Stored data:
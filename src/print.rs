use stanza::style::{HAlign, Header, MinWidth, Separator, Styles};
use stanza::table::{Col, Row, Table};

use crate::candidate::Candidate;
use crate::display::DisplaySlice;
use crate::leg::Leg;
use crate::optimise::Parlay;
use crate::probs;

pub fn tabulate_candidates(candidates: &[Candidate]) -> Table {
    let mut table = Table::default()
        .with_cols(vec![
            Col::new(Styles::default().with(MinWidth(5)).with(HAlign::Right)),
            Col::new(Styles::default().with(MinWidth(6)).with(HAlign::Right)),
            Col::new(Styles::default().with(MinWidth(12)).with(HAlign::Right)),
            Col::new(Styles::default().with(MinWidth(14)).with(HAlign::Right)),
            Col::new(Styles::default().with(MinWidth(12)).with(HAlign::Right)),
            Col::new(Styles::default().with(MinWidth(12)).with(HAlign::Right)),
            Col::new(Styles::default().with(MinWidth(30)).with(HAlign::Left)),
        ])
        .with_row(Row::new(
            Styles::default().with(Header(true)).with(Separator(true)),
            vec![
                "Rank".into(),
                "Legs".into(),
                "Product".into(),
                "Payout".into(),
                "Hit prob.".into(),
                "Exp. value".into(),
                "Leg IDs".into(),
            ],
        ));

    for (index, candidate) in candidates.iter().enumerate() {
        table.push_row(Row::new(
            Styles::default(),
            vec![
                format!("{}", index + 1).into(),
                format!("{}", candidate.legs.len()).into(),
                format!("{:.3}", candidate.decimal_product).into(),
                format!("{:.2}", candidate.payout).into(),
                format!("{:.8}", candidate.est_hit_prob).into(),
                format!("{:.2}", candidate.expected_value()).into(),
                format!("{}", DisplaySlice::from(&*candidate.leg_ids)).into(),
            ],
        ));
    }
    table
}

pub fn tabulate_legs(legs: &[&Leg]) -> Table {
    let mut table = Table::default()
        .with_cols(vec![
            Col::new(Styles::default().with(MinWidth(10)).with(HAlign::Left)),
            Col::new(Styles::default().with(MinWidth(10)).with(HAlign::Left)),
            Col::new(Styles::default().with(MinWidth(8)).with(HAlign::Left)),
            Col::new(Styles::default().with(MinWidth(10)).with(HAlign::Centred)),
            Col::new(Styles::default().with(MinWidth(24)).with(HAlign::Left)),
            Col::new(Styles::default().with(MinWidth(8)).with(HAlign::Right)),
            Col::new(Styles::default().with(MinWidth(8)).with(HAlign::Right)),
            Col::new(Styles::default().with(MinWidth(8)).with(HAlign::Right)),
        ])
        .with_row(Row::new(
            Styles::default().with(Header(true)).with(Separator(true)),
            vec![
                "ID".into(),
                "Game".into(),
                "Team".into(),
                "Market".into(),
                "Selection".into(),
                "Price".into(),
                "Edge".into(),
                "Hit prob.".into(),
            ],
        ));

    for leg in legs {
        table.push_row(Row::new(
            Styles::default(),
            vec![
                leg.id.clone().into(),
                leg.game_id.clone().into(),
                leg.team.clone().unwrap_or_default().into(),
                format!("{}", leg.market).into(),
                leg.selection.clone().into(),
                format!("{:.3}", leg.price_decimal).into(),
                format!("{:.1}", leg.edge_score).into(),
                format!("{:.2}", probs::leg_hit_prob(leg.edge_score)).into(),
            ],
        ));
    }
    table
}

pub fn tabulate_parlays(parlays: &[Parlay]) -> Table {
    let mut table = Table::default()
        .with_cols(vec![
            Col::new(Styles::default().with(MinWidth(14)).with(HAlign::Left)),
            Col::new(Styles::default().with(MinWidth(6)).with(HAlign::Right)),
            Col::new(Styles::default().with(MinWidth(10)).with(HAlign::Right)),
            Col::new(Styles::default().with(MinWidth(14)).with(HAlign::Right)),
            Col::new(Styles::default().with(MinWidth(10)).with(HAlign::Right)),
            Col::new(Styles::default().with(MinWidth(12)).with(HAlign::Right)),
            Col::new(Styles::default().with(MinWidth(12)).with(HAlign::Right)),
            Col::new(Styles::default().with(MinWidth(8)).with(HAlign::Centred)),
        ])
        .with_row(Row::new(
            Styles::default().with(Header(true)).with(Separator(true)),
            vec![
                "Tolerance".into(),
                "Legs".into(),
                "Odds".into(),
                "Payout".into(),
                "Confidence".into(),
                "Exp. value".into(),
                "Correlation".into(),
                "Target".into(),
            ],
        ));

    for parlay in parlays {
        let metrics = &parlay.metrics;
        table.push_row(Row::new(
            Styles::default(),
            vec![
                format!("{}", parlay.tolerance).into(),
                format!("{}", parlay.legs.len()).into(),
                format!("{:+}", metrics.american_odds).into(),
                format!("{:.2}", metrics.payout).into(),
                format!("{}%", metrics.combined_confidence).into(),
                format!("{:.2}", metrics.expected_value).into(),
                format!("{:.2}", metrics.correlation_risk).into(),
                if metrics.reaches_target { "yes" } else { "no" }.into(),
            ],
        ));
    }
    table
}
//! Randomised, constraint-respecting combinations of legs.
//!
//! All randomness is drawn from a caller-supplied [Rand], so that a seeded generator reproduces the
//! same combinations while production callers seed from entropy (see [entropic]).

use rustc_hash::{FxHashMap, FxHashSet};
use tinyrand::{Rand, Seeded, StdRand};
use tinyrand_std::clock_seed::ClockSeed;

use crate::leg::Leg;

/// A generator seeded from the system clock.
pub fn entropic() -> StdRand {
    StdRand::seed(ClockSeed::default().next_u64())
}

/// In-place Fisher–Yates shuffle.
pub fn shuffle<T>(slice: &mut [T], rand: &mut impl Rand) {
    for index in (1..slice.len()).rev() {
        let other = rand.next_lim_usize(index + 1);
        slice.swap(index, other);
    }
}

/// Walks a random permutation of `pool`, accepting each item for which `is_valid(accepted, item)`
/// holds, until `size` items are accepted or the pool is exhausted. The result may therefore be
/// shorter than `size`; it is up to the caller to check.
pub fn sample<T: Copy>(
    pool: &[T],
    size: usize,
    rand: &mut impl Rand,
    mut is_valid: impl FnMut(&[T], T) -> bool,
) -> Vec<T> {
    let mut permutation = (0..pool.len()).collect::<Vec<_>>();
    shuffle(&mut permutation, rand);

    let mut accepted = Vec::with_capacity(size);
    for index in permutation {
        if accepted.len() == size {
            break;
        }
        let item = pool[index];
        if is_valid(&accepted, item) {
            accepted.push(item);
        }
    }
    accepted
}

/// Rejects a leg that carries a risk flag or whose game already features among the selected legs.
pub fn default_predicate(selected: &[&Leg], candidate: &Leg) -> bool {
    admissible(selected, candidate, usize::MAX)
}

/// [default_predicate], additionally capping the number of legs that reference the same team.
pub fn capped_predicate(max_per_team: usize) -> impl Fn(&[&Leg], &Leg) -> bool {
    move |selected: &[&Leg], candidate: &Leg| admissible(selected, candidate, max_per_team)
}

fn admissible(selected: &[&Leg], candidate: &Leg, max_per_team: usize) -> bool {
    if candidate.is_flagged() {
        return false;
    }
    let mut exclusivity = Exclusivity::new(max_per_team);
    selected.iter().all(|&leg| exclusivity.admit(leg)) && exclusivity.admits(candidate)
}

/// Tracks the games and teams already represented in a partially assembled parlay. A leg is
/// admitted only if its game is unused and its team (when known) is below the per-team cap.
#[derive(Debug)]
pub struct Exclusivity<'a> {
    games: FxHashSet<&'a str>,
    teams: FxHashMap<&'a str, usize>,
    max_per_team: usize,
}
impl<'a> Exclusivity<'a> {
    pub fn new(max_per_team: usize) -> Self {
        Self {
            games: FxHashSet::default(),
            teams: FxHashMap::default(),
            max_per_team,
        }
    }

    pub fn admits(&self, leg: &Leg) -> bool {
        if self.games.contains(leg.game_id.as_str()) {
            return false;
        }
        match &leg.team {
            None => true,
            Some(team) => self.teams.get(team.as_str()).copied().unwrap_or(0) < self.max_per_team,
        }
    }

    /// Records the leg if it is admissible, returning whether it was.
    pub fn admit(&mut self, leg: &'a Leg) -> bool {
        if !self.admits(leg) {
            return false;
        }
        self.games.insert(&leg.game_id);
        if let Some(team) = &leg.team {
            *self.teams.entry(team).or_default() += 1;
        }
        true
    }

    pub fn clear(&mut self) {
        self.games.clear();
        self.teams.clear();
    }
}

Required action:
What is needed is a word-for-word copy of the records above, from the first line through the line that contains "use crate::probs;".

Response area:
filename src/print.rs
use stanza::style::{HAlign, Header, MinWidth, Separator, Styles};
use stanza::table::{Col, Row, Table};

use crate::candidate::Candidate;
use crate::display::DisplaySlice;
use crate::leg::Leg;
use crate::optimise::Parlay;
use crate::probs;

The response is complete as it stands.